Prix Nobel de littérature en 1979, Odysséas Elytis est l’un des plus grands poètes grecs du XXe siècle avec Constantin Cavafy, Georges Séféris et Yannis Ritsos.

Né le 2 novembre 1911 à Héraklion (Crète), dans une famille aisée, originaire de l’île de Lesbos, qui possédait une fabrique de savons. Il est décédé le 18 mars 1996 à Athènes.

Il était proche des poètes surréalistes français et de peintres comme Picasso et Matisse qui ont illustré certaines de ses œuvres. Ami de René Char et d’Albert Camus dont il a partagé la pensée de midi sur le primat accordé aux sensations et au culte de l’harmonie de la nature contre tout absolutisme historique.

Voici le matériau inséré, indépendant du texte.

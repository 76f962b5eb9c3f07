//! Rotation pool of egress identities.
//!
//! Each identity is a route (proxy) plus client signature (User-Agent) with a
//! health score in `[0, 1]`. A fetch attempt checks out exactly one identity
//! and must hand it back with the attempt's outcome:
//!
//! ```text
//! free --checkout--> in use --release(Success)--> free (health up)
//!                           --release(Failed)---> free (health slightly down)
//!                           --release(Blocked)--> cooling down (health sharply down)
//!                                                     |
//!                           health reaches 0 -----> retired (kept, never handed out)
//! ```
//!
//! Checkout and release happen under one mutex, so health updates are
//! atomic with respect to selection.

use std::sync::{Arc, Mutex};
use std::time::Duration;

use serde::Serialize;
use tokio::sync::Notify;
use tokio::time::Instant;
use tokio_util::sync::CancellationToken;

use crate::config::IdentityConfig;
use crate::error::AppError;

const HEALTH_CEILING: f64 = 1.0;

/// How an attempt using an identity ended.
#[derive(Debug, Clone, Copy, PartialEq, Eq)]
pub enum Outcome {
    Success,
    /// The source flagged the request as automated traffic.
    Blocked,
    /// Transient failure (timeout, connection error).
    Failed,
}

/// One pool entry.
#[derive(Debug, Clone)]
struct Identity {
    id: usize,
    route: Option<String>,
    user_agent: String,
    health: f64,
    in_use: bool,
    retired: bool,
    last_used: Option<Instant>,
    cooldown_until: Option<Instant>,
    successes: u64,
    blocks: u64,
    failures: u64,
}

impl Identity {
    fn is_cooling(&self, now: Instant) -> bool {
        self.cooldown_until.is_some_and(|until| now < until)
    }

    fn is_eligible(&self, now: Instant) -> bool {
        !self.in_use && !self.retired && !self.is_cooling(now)
    }
}

/// The part of an identity an in-flight attempt needs to make a request.
#[derive(Debug, Clone, PartialEq, Eq)]
pub struct IdentityTicket {
    pub id: usize,
    pub route: Option<String>,
    pub user_agent: String,
}

/// Monitoring view of a pool entry. Route credentials are redacted.
#[derive(Debug, Clone, Serialize)]
pub struct IdentityStats {
    pub id: usize,
    pub route: Option<String>,
    pub user_agent: String,
    pub health: f64,
    pub in_use: bool,
    pub retired: bool,
    pub cooling_down: bool,
    pub successes: u64,
    pub blocks: u64,
    pub failures: u64,
}

/// Exclusive checkout of one identity.
///
/// Release it with [`IdentityLease::release`]. A lease dropped without an
/// explicit release (e.g. an abandoned attempt) returns the identity to the
/// pool without touching its health.
pub struct IdentityLease {
    ticket: IdentityTicket,
    rotator: IdentityRotator,
    released: bool,
}

impl IdentityLease {
    pub fn ticket(&self) -> &IdentityTicket {
        &self.ticket
    }

    pub fn release(mut self, outcome: Outcome) {
        self.released = true;
        self.rotator.give_back(self.ticket.id, Some(outcome));
    }
}

impl Drop for IdentityLease {
    fn drop(&mut self) {
        if !self.released {
            self.rotator.give_back(self.ticket.id, None);
        }
    }
}

/// Thread-safe identity pool shared by all fetch workers.
#[derive(Clone)]
pub struct IdentityRotator {
    config: Arc<IdentityConfig>,
    pool: Arc<Mutex<Vec<Identity>>>,
    returned: Arc<Notify>,
}

impl IdentityRotator {
    /// Build the pool from configuration. Entries live for the process lifetime.
    pub fn new(config: IdentityConfig) -> Self {
        let pool = config
            .identities
            .iter()
            .enumerate()
            .map(|(id, spec)| Identity {
                id,
                route: spec.route.clone(),
                user_agent: spec.user_agent.clone(),
                health: HEALTH_CEILING,
                in_use: false,
                retired: false,
                last_used: None,
                cooldown_until: None,
                successes: 0,
                blocks: 0,
                failures: 0,
            })
            .collect();

        Self {
            config: Arc::new(config),
            pool: Arc::new(Mutex::new(pool)),
            returned: Arc::new(Notify::new()),
        }
    }

    fn lock_pool(&self) -> std::sync::MutexGuard<'_, Vec<Identity>> {
        self.pool.lock().unwrap_or_else(|poisoned| {
            tracing::warn!("Recovered from poisoned identity pool mutex");
            poisoned.into_inner()
        })
    }

    /// Check out the healthiest free identity, least recently used on ties.
    ///
    /// Fails with [`AppError::PoolExhausted`] when every usable identity is
    /// busy or cooling down, and with [`AppError::NoUsableIdentities`] when
    /// none is usable at all.
    pub fn checkout(&self) -> Result<IdentityLease, AppError> {
        let mut pool = self.lock_pool();
        if pool.iter().all(|i| i.retired) {
            return Err(AppError::NoUsableIdentities);
        }

        let now = Instant::now();
        let chosen = pool
            .iter_mut()
            .filter(|i| i.is_eligible(now))
            .max_by(|a, b| {
                a.health
                    .partial_cmp(&b.health)
                    .unwrap_or(std::cmp::Ordering::Equal)
                    .then_with(|| b.last_used.cmp(&a.last_used))
            })
            .ok_or(AppError::PoolExhausted)?;

        chosen.in_use = true;
        chosen.last_used = Some(now);
        chosen.cooldown_until = None;

        let ticket = IdentityTicket {
            id: chosen.id,
            route: chosen.route.clone(),
            user_agent: chosen.user_agent.clone(),
        };
        drop(pool);

        Ok(IdentityLease {
            ticket,
            rotator: self.clone(),
            released: false,
        })
    }

    /// Check out an identity, waiting while the pool is exhausted.
    ///
    /// Returns `Ok(None)` if cancelled while waiting, and
    /// [`AppError::PoolExhausted`] if nothing frees up within the configured
    /// checkout timeout.
    pub async fn checkout_wait(
        &self,
        cancel: &CancellationToken,
    ) -> Result<Option<IdentityLease>, AppError> {
        let deadline = Instant::now() + self.config.checkout_timeout;
        loop {
            let returned = self.returned.notified();
            match self.checkout() {
                Ok(lease) => return Ok(Some(lease)),
                Err(AppError::PoolExhausted) => {}
                Err(e) => return Err(e),
            }

            let now = Instant::now();
            if now >= deadline {
                return Err(AppError::PoolExhausted);
            }
            let mut poll = self.config.checkout_poll.min(deadline - now);
            if let Some(expiry) = self.next_cooldown_expiry() {
                poll = poll.min(expiry);
            }

            tokio::select! {
                () = returned => {}
                () = tokio::time::sleep(poll) => {}
                () = cancel.cancelled() => return Ok(None),
            }
        }
    }

    fn give_back(&self, id: usize, outcome: Option<Outcome>) {
        let mut pool = self.lock_pool();
        let Some(identity) = pool.iter_mut().find(|i| i.id == id) else {
            return;
        };
        identity.in_use = false;

        match outcome {
            Some(Outcome::Success) => {
                identity.successes += 1;
                identity.health = (identity.health + self.config.success_reward).min(HEALTH_CEILING);
            }
            Some(Outcome::Blocked) => {
                identity.blocks += 1;
                identity.health = (identity.health - self.config.block_penalty).max(0.0);
                identity.cooldown_until = Some(Instant::now() + self.config.cooldown);
                tracing::warn!(
                    identity = id,
                    health = identity.health,
                    cooldown_secs = self.config.cooldown.as_secs(),
                    "Identity blocked, cooling down"
                );
            }
            Some(Outcome::Failed) => {
                identity.failures += 1;
                identity.health = (identity.health - self.config.failure_penalty).max(0.0);
            }
            None => {}
        }

        if !identity.retired && identity.health <= f64::EPSILON {
            identity.retired = true;
            tracing::warn!(
                identity = id,
                route = ?identity.route.as_deref().map(redact_route),
                "Identity retired: health exhausted, needs operator replacement"
            );
        }
        drop(pool);
        self.returned.notify_waiters();
    }

    /// Number of identities that are not retired.
    pub fn usable_count(&self) -> usize {
        self.lock_pool().iter().filter(|i| !i.retired).count()
    }

    /// Time until the earliest cooling identity becomes eligible again.
    pub fn next_cooldown_expiry(&self) -> Option<Duration> {
        let now = Instant::now();
        self.lock_pool()
            .iter()
            .filter(|i| !i.retired)
            .filter_map(|i| i.cooldown_until)
            .filter(|until| *until > now)
            .min()
            .map(|until| until - now)
    }

    pub fn stats(&self) -> Vec<IdentityStats> {
        let now = Instant::now();
        self.lock_pool()
            .iter()
            .map(|i| IdentityStats {
                id: i.id,
                route: i.route.as_deref().map(redact_route),
                user_agent: i.user_agent.clone(),
                health: i.health,
                in_use: i.in_use,
                retired: i.retired,
                cooling_down: i.is_cooling(now),
                successes: i.successes,
                blocks: i.blocks,
                failures: i.failures,
            })
            .collect()
    }
}

/// Hide `user:pass` in a proxy URL.
fn redact_route(route: &str) -> String {
    match (route.find("://"), route.rfind('@')) {
        (Some(scheme_end), Some(at)) if at > scheme_end => {
            format!("{}***{}", &route[..scheme_end + 3], &route[at..])
        }
        _ => route.to_string(),
    }
}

Exaltant dans sa poésie la lutte héroïque des Grecs pour la liberté, il fut aussi critique d’art, et s’attacha à créer des collages dans lesquels s’exprime sa conception de l’unité de l’héritage grec, par la synthèse de la Grèce antique, de l’Empire byzantin et de la Grèce néo-hellénique. Ses poèmes ont été mis en musique par deux des compositeurs grecs les plus célèbres du XXe siècle, Míkis Theodorakis et Manos Hadjidakis.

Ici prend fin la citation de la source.